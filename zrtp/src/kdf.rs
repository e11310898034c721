#[cfg(test)]
mod kdf_test;

use crate::crypto::hash::{self, HashCtx};
use crate::crypto::HashId;
use crate::packet::{HMAC_SIZE, ZID_SIZE};

pub const KDF_STR: &[u8] = b"ZRTP-HMAC-KDF";

pub const LABEL_INITIATOR_HMAC_KEY: &str = "Initiator HMAC key";
pub const LABEL_RESPONDER_HMAC_KEY: &str = "Responder HMAC key";
pub const LABEL_INITIATOR_ZRTP_KEY: &str = "Initiator ZRTP key";
pub const LABEL_RESPONDER_ZRTP_KEY: &str = "Responder ZRTP key";
pub const LABEL_INITIATOR_SRTP_KEY: &str = "Initiator SRTP master key";
pub const LABEL_INITIATOR_SRTP_SALT: &str = "Initiator SRTP master salt";
pub const LABEL_RESPONDER_SRTP_KEY: &str = "Responder SRTP master key";
pub const LABEL_RESPONDER_SRTP_SALT: &str = "Responder SRTP master salt";
pub const LABEL_SAS: &str = "SAS";
pub const LABEL_RETAINED_SECRET: &str = "retained secret";
pub const LABEL_SESSION_KEY: &str = "ZRTP Session Key";
pub const LABEL_MULTISTREAM: &str = "ZRTP MSK";
pub const LABEL_PRESHARED: &str = "ZRTP PSK";

pub const ROLE_INITIATOR: &[u8] = b"Initiator";
pub const ROLE_RESPONDER: &[u8] = b"Responder";
pub const GOCLEAR_STR: &[u8] = b"GoClear";

const SRTP_SALT_BITS: u32 = 112;

/// KDF(KI, Label, Context, L) per the ZRTP key derivation construction:
/// HMAC(KI, be32(1) || Label || 0x00 || Context || be32(L)), truncated to
/// the leftmost L bits.
pub fn kdf(hash: HashId, ki: &[u8], label: &str, context: &[u8], out_bits: u32) -> Vec<u8> {
    let mut data = Vec::with_capacity(4 + label.len() + 1 + context.len() + 4);
    data.extend_from_slice(&1u32.to_be_bytes());
    data.extend_from_slice(label.as_bytes());
    data.push(0);
    data.extend_from_slice(context);
    data.extend_from_slice(&out_bits.to_be_bytes());

    let mut out = hash::hmac(hash, ki, &data);
    out.truncate((out_bits as usize).div_ceil(8));
    out
}

/// KDF context: ZIDi || ZIDr || total_hash.
pub fn kdf_context(zid_i: &[u8; ZID_SIZE], zid_r: &[u8; ZID_SIZE], total_hash: &[u8]) -> Vec<u8> {
    let mut out = Vec::with_capacity(2 * ZID_SIZE + total_hash.len());
    out.extend_from_slice(zid_i);
    out.extend_from_slice(zid_r);
    out.extend_from_slice(total_hash);
    out
}

/// s0 assembly. `key_material` is the hashed DH result for DH streams or
/// the preshared key for Preshared streams; `shared` holds up to three
/// retained secrets both sides proved knowledge of, in rs1, rs2, aux,
/// pbx order. Absent slots contribute a zero length.
pub fn compute_s0(
    hash: HashId,
    key_material: &[u8],
    zid_i: &[u8; ZID_SIZE],
    zid_r: &[u8; ZID_SIZE],
    total_hash: &[u8],
    shared: &[Option<&[u8]>; 3],
) -> Vec<u8> {
    let mut ctx = HashCtx::new(hash);
    ctx.update(&1u32.to_be_bytes());
    ctx.update(key_material);
    ctx.update(KDF_STR);
    ctx.update(zid_i);
    ctx.update(zid_r);
    ctx.update(total_hash);
    for s in shared {
        match s {
            Some(v) => {
                ctx.update(&(v.len() as u32).to_be_bytes());
                ctx.update(v);
            }
            None => ctx.update(&0u32.to_be_bytes()),
        }
    }
    ctx.finalize()
}

/// Truncated ID a side publishes for one retained secret in DHPart.
/// The role string is the publisher's protocol role.
pub fn secret_id(hash: HashId, secret: &[u8], role: &[u8]) -> [u8; HMAC_SIZE] {
    let mac = hash::hmac_trunc(hash, secret, role, HMAC_SIZE);
    let mut out = [0u8; HMAC_SIZE];
    out.copy_from_slice(&mac);
    out
}

/// Preshared key: hash(len(rs1) || rs1 || len(aux) || aux || len(pbx) || pbx).
pub fn compute_preshared_key(
    hash: HashId,
    rs1: Option<&[u8]>,
    aux: Option<&[u8]>,
    pbx: Option<&[u8]>,
) -> Vec<u8> {
    let mut ctx = HashCtx::new(hash);
    for s in [rs1, aux, pbx] {
        match s {
            Some(v) => {
                ctx.update(&(v.len() as u32).to_be_bytes());
                ctx.update(v);
            }
            None => ctx.update(&0u32.to_be_bytes()),
        }
    }
    ctx.finalize()
}

/// Everything a stream expands from s0 before entering Secure.
pub struct StreamKeyMaterial {
    /// Keys this endpoint signs and encrypts with.
    pub hmackey: Vec<u8>,
    pub zrtp_key: Vec<u8>,
    /// Keys the peer's Confirm/GoClear traffic is checked against.
    pub peer_hmackey: Vec<u8>,
    pub peer_zrtp_key: Vec<u8>,
    pub srtp_local: srtp::StreamKeys,
    pub srtp_remote: srtp::StreamKeys,
    /// Full SAS digest; rendering truncates it further.
    pub sashash: Vec<u8>,
    pub new_rs1: Vec<u8>,
    pub session_key: Vec<u8>,
}

impl Drop for StreamKeyMaterial {
    fn drop(&mut self) {
        for b in self
            .hmackey
            .iter_mut()
            .chain(self.zrtp_key.iter_mut())
            .chain(self.peer_hmackey.iter_mut())
            .chain(self.peer_zrtp_key.iter_mut())
            .chain(self.sashash.iter_mut())
            .chain(self.new_rs1.iter_mut())
            .chain(self.session_key.iter_mut())
        {
            *b = 0;
        }
    }
}

/// Expands s0 into the per-stream keys. The initiator-labeled set is
/// "ours" when this endpoint won the Initiator role.
pub fn derive_stream_keys(
    hash: HashId,
    s0: &[u8],
    context: &[u8],
    cipher_key_len: usize,
    is_initiator: bool,
) -> StreamKeyMaterial {
    let hash_bits = (hash.digest_len() * 8) as u32;
    let cipher_bits = (cipher_key_len * 8) as u32;

    let init_hmac = kdf(hash, s0, LABEL_INITIATOR_HMAC_KEY, context, hash_bits);
    let resp_hmac = kdf(hash, s0, LABEL_RESPONDER_HMAC_KEY, context, hash_bits);
    let init_zrtp = kdf(hash, s0, LABEL_INITIATOR_ZRTP_KEY, context, cipher_bits);
    let resp_zrtp = kdf(hash, s0, LABEL_RESPONDER_ZRTP_KEY, context, cipher_bits);

    let init_srtp = srtp::StreamKeys::new(
        kdf(hash, s0, LABEL_INITIATOR_SRTP_KEY, context, cipher_bits),
        kdf(hash, s0, LABEL_INITIATOR_SRTP_SALT, context, SRTP_SALT_BITS),
    );
    let resp_srtp = srtp::StreamKeys::new(
        kdf(hash, s0, LABEL_RESPONDER_SRTP_KEY, context, cipher_bits),
        kdf(hash, s0, LABEL_RESPONDER_SRTP_SALT, context, SRTP_SALT_BITS),
    );

    let sashash = kdf(hash, s0, LABEL_SAS, context, 256);
    let new_rs1 = kdf(hash, s0, LABEL_RETAINED_SECRET, context, 256);
    let session_key = kdf(hash, s0, LABEL_SESSION_KEY, context, hash_bits);

    let (hmackey, peer_hmackey, zrtp_key, peer_zrtp_key, srtp_local, srtp_remote) =
        if is_initiator {
            (init_hmac, resp_hmac, init_zrtp, resp_zrtp, init_srtp, resp_srtp)
        } else {
            (resp_hmac, init_hmac, resp_zrtp, init_zrtp, resp_srtp, init_srtp)
        };

    StreamKeyMaterial {
        hmackey,
        zrtp_key,
        peer_hmackey,
        peer_zrtp_key,
        srtp_local,
        srtp_remote,
        sashash,
        new_rs1,
        session_key,
    }
}

/// s0 for a Multistream stream: expanded from the session key with a
/// stream-specific total hash, no DH.
pub fn compute_multistream_s0(hash: HashId, session_key: &[u8], context: &[u8]) -> Vec<u8> {
    kdf(
        hash,
        session_key,
        LABEL_MULTISTREAM,
        context,
        (hash.digest_len() * 8) as u32,
    )
}

/// Keyed HMAC over the GoClear constant proving a teardown request is
/// authentic.
pub fn clear_hmac(hash: HashId, hmackey: &[u8]) -> [u8; HMAC_SIZE] {
    let mac = hash::hmac_trunc(hash, hmackey, GOCLEAR_STR, HMAC_SIZE);
    let mut out = [0u8; HMAC_SIZE];
    out.copy_from_slice(&mac);
    out
}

------------------------------------------------------------

- [Task details] In the listing above, locate the line containing "pub const LABEL_RESPONDER_SRTP_KEY: &str" and the line containing "const SRTP_SALT_BITS: u32 = 112;". Transcribe those two lines and everything between them, exactly as written.

- [Task result]
pub const LABEL_RESPONDER_SRTP_KEY: &str = "Responder SRTP master key";
pub const LABEL_RESPONDER_SRTP_SALT: &str = "Responder SRTP master salt";
pub const LABEL_SAS: &str = "SAS";
pub const LABEL_RETAINED_SECRET: &str = "retained secret";
pub const LABEL_SESSION_KEY: &str = "ZRTP Session Key";
pub const LABEL_MULTISTREAM: &str = "ZRTP MSK";
pub const LABEL_PRESHARED: &str = "ZRTP PSK";

pub const ROLE_INITIATOR: &[u8] = b"Initiator";
pub const ROLE_RESPONDER: &[u8] = b"Responder";
pub const GOCLEAR_STR: &[u8] = b"GoClear";

const SRTP_SALT_BITS: u32 = 112;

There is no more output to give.